INFORMATION SHOWN Start Marker

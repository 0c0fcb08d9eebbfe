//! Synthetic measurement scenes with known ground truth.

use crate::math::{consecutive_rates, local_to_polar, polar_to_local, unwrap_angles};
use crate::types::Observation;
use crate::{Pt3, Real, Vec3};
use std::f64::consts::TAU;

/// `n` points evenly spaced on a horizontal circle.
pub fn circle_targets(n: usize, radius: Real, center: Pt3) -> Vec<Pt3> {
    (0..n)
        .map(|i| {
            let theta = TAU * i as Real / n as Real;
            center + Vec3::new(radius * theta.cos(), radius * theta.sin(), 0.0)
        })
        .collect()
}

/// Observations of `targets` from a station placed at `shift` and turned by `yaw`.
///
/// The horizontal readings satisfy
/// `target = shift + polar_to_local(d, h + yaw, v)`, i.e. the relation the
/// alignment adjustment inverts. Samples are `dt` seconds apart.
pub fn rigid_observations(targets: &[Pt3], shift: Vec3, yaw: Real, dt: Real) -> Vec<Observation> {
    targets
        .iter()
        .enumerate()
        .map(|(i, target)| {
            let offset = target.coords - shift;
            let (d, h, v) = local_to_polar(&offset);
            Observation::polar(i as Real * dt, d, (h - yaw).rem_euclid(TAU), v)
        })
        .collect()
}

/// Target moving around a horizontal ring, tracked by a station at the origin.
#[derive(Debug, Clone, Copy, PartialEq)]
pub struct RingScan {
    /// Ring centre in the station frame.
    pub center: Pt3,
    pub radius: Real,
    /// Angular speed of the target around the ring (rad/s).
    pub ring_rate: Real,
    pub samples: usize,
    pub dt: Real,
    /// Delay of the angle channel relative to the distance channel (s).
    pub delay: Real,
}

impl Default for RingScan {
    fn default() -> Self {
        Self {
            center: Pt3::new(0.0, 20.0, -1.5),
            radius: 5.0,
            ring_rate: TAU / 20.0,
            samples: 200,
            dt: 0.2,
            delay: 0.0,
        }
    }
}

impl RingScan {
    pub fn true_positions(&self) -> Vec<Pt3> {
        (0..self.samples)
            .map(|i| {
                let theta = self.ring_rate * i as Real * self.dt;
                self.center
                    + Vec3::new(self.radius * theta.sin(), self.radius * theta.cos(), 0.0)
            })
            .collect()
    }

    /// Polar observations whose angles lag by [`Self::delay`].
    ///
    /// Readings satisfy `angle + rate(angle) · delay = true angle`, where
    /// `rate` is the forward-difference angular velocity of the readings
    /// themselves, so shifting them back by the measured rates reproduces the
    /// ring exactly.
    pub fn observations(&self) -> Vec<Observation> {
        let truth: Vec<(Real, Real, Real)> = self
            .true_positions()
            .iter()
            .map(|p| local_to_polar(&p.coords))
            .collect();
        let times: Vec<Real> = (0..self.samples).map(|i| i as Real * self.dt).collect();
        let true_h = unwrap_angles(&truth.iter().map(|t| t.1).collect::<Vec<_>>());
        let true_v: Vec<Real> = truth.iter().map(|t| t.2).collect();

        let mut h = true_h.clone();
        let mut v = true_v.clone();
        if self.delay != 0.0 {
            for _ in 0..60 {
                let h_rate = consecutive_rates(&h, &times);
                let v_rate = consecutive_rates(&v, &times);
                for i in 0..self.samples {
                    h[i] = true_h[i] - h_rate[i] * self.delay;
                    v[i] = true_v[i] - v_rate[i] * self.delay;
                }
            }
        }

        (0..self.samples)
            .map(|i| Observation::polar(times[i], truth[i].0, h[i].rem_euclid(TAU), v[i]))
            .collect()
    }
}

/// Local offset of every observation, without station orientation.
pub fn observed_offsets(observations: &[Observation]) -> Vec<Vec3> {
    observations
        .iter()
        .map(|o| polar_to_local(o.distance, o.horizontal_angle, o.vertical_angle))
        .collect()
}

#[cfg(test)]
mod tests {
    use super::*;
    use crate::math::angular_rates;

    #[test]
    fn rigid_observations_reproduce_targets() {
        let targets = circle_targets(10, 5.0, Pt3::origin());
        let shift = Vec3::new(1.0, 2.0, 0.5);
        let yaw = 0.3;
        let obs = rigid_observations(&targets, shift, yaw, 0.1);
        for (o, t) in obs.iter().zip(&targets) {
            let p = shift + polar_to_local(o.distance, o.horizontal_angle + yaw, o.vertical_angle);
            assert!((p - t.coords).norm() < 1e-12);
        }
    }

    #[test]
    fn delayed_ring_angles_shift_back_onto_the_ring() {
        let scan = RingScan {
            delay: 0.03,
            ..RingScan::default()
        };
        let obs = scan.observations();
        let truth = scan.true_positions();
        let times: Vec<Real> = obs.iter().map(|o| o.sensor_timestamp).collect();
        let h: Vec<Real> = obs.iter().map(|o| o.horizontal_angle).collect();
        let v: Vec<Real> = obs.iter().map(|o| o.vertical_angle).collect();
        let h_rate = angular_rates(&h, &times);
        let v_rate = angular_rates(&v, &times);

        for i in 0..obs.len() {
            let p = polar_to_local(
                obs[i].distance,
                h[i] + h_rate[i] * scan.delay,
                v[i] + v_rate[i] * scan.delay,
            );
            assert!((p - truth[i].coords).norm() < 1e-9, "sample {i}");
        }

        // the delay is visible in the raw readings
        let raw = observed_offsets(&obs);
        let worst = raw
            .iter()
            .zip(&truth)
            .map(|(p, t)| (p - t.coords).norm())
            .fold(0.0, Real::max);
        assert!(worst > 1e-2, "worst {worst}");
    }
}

INFORMATION SHOWN End Marker

Give all the lines above again, exactly.

repository 0c0fcb08d9eebbfe
//! Synthetic measurement scenes with known ground truth.

use crate::math::{consecutive_rates, local_to_polar, polar_to_local, unwrap_angles};
use crate::types::Observation;
use crate::{Pt3, Real, Vec3};
use std::f64::consts::TAU;

/// `n` points evenly spaced on a horizontal circle.
pub fn circle_targets(n: usize, radius: Real, center: Pt3) -> Vec<Pt3> {
    (0..n)
        .map(|i| {
            let theta = TAU * i as Real / n as Real;
            center + Vec3::new(radius * theta.cos(), radius * theta.sin(), 0.0)
        })
        .collect()
}

/// Observations of `targets` from a station placed at `shift` and turned by `yaw`.
///
/// The horizontal readings satisfy
/// `target = shift + polar_to_local(d, h + yaw, v)`, i.e. the relation the
/// alignment adjustment inverts. Samples are `dt` seconds apart.
pub fn rigid_observations(targets: &[Pt3], shift: Vec3, yaw: Real, dt: Real) -> Vec<Observation> {
    targets
        .iter()
        .enumerate()
        .map(|(i, target)| {
            let offset = target.coords - shift;
            let (d, h, v) = local_to_polar(&offset);
            Observation::polar(i as Real * dt, d, (h - yaw).rem_euclid(TAU), v)
        })
        .collect()
}

/// Target moving around a horizontal ring, tracked by a station at the origin.
#[derive(Debug, Clone, Copy, PartialEq)]
pub struct RingScan {
    /// Ring centre in the station frame.
    pub center: Pt3,
    pub radius: Real,
    /// Angular speed of the target around the ring (rad/s).
    pub ring_rate: Real,
    pub samples: usize,
    pub dt: Real,
    /// Delay of the angle channel relative to the distance channel (s).
    pub delay: Real,
}

impl Default for RingScan {
    fn default() -> Self {
        Self {
            center: Pt3::new(0.0, 20.0, -1.5),
            radius: 5.0,
            ring_rate: TAU / 20.0,
            samples: 200,
            dt: 0.2,
            delay: 0.0,
        }
    }
}

impl RingScan {
    pub fn true_positions(&self) -> Vec<Pt3> {
        (0..self.samples)
            .map(|i| {
                let theta = self.ring_rate * i as Real * self.dt;
                self.center
                    + Vec3::new(self.radius * theta.sin(), self.radius * theta.cos(), 0.0)
            })
            .collect()
    }

    /// Polar observations whose angles lag by [`Self::delay`].
    ///
    /// Readings satisfy `angle + rate(angle) · delay = true angle`, where
    /// `rate` is the forward-difference angular velocity of the readings
    /// themselves, so shifting them back by the measured rates reproduces the
    /// ring exactly.
    pub fn observations(&self) -> Vec<Observation> {
        let truth: Vec<(Real, Real, Real)> = self
            .true_positions()
            .iter()
            .map(|p| local_to_polar(&p.coords))
            .collect();
        let times: Vec<Real> = (0..self.samples).map(|i| i as Real * self.dt).collect();
        let true_h = unwrap_angles(&truth.iter().map(|t| t.1).collect::<Vec<_>>());
        let true_v: Vec<Real> = truth.iter().map(|t| t.2).collect();

        let mut h = true_h.clone();
        let mut v = true_v.clone();
        if self.delay != 0.0 {
            for _ in 0..60 {
                let h_rate = consecutive_rates(&h, &times);
                let v_rate = consecutive_rates(&v, &times);
                for i in 0..self.samples {
                    h[i] = true_h[i] - h_rate[i] * self.delay;
                    v[i] = true_v[i] - v_rate[i] * self.delay;
                }
            }
        }

        (0..self.samples)
            .map(|i| Observation::polar(times[i], truth[i].0, h[i].rem_euclid(TAU), v[i]))
            .collect()
    }
}

/// Local offset of every observation, without station orientation.
pub fn observed_offsets(observations: &[Observation]) -> Vec<Vec3> {
    observations
        .iter()
        .map(|o| polar_to_local(o.distance, o.horizontal_angle, o.vertical_angle))
        .collect()
}

#[cfg(test)]
mod tests {
    use super::*;
    use crate::math::angular_rates;

    #[test]
    fn rigid_observations_reproduce_targets() {
        let targets = circle_targets(10, 5.0, Pt3::origin());
        let shift = Vec3::new(1.0, 2.0, 0.5);
        let yaw = 0.3;
        let obs = rigid_observations(&targets, shift, yaw, 0.1);
        for (o, t) in obs.iter().zip(&targets) {
            let p = shift + polar_to_local(o.distance, o.horizontal_angle + yaw, o.vertical_angle);
            assert!((p - t.coords).norm() < 1e-12);
        }
    }

    #[test]
    fn delayed_ring_angles_shift_back_onto_the_ring() {
        let scan = RingScan {
            delay: 0.03,
            ..RingScan::default()
        };
        let obs = scan.observations();
        let truth = scan.true_positions();
        let times: Vec<Real> = obs.iter().map(|o| o.sensor_timestamp).collect();
        let h: Vec<Real> = obs.iter().map(|o| o.horizontal_angle).collect();
        let v: Vec<Real> = obs.iter().map(|o| o.vertical_angle).collect();
        let h_rate = angular_rates(&h, &times);
        let v_rate = angular_rates(&v, &times);

        for i in 0..obs.len() {
            let p = polar_to_local(
                obs[i].distance,
                h[i] + h_rate[i] * scan.delay,
                v[i] + v_rate[i] * scan.delay,
            );
            assert!((p - truth[i].coords).norm() < 1e-9, "sample {i}");
        }

        // the delay is visible in the raw readings
        let raw = observed_offsets(&obs);
        let worst = raw
            .iter()
            .zip(&truth)
            .map(|(p, t)| (p - t.coords).norm())
            .fold(0.0, Real::max);
        assert!(worst > 1e-2, "worst {worst}");
    }
}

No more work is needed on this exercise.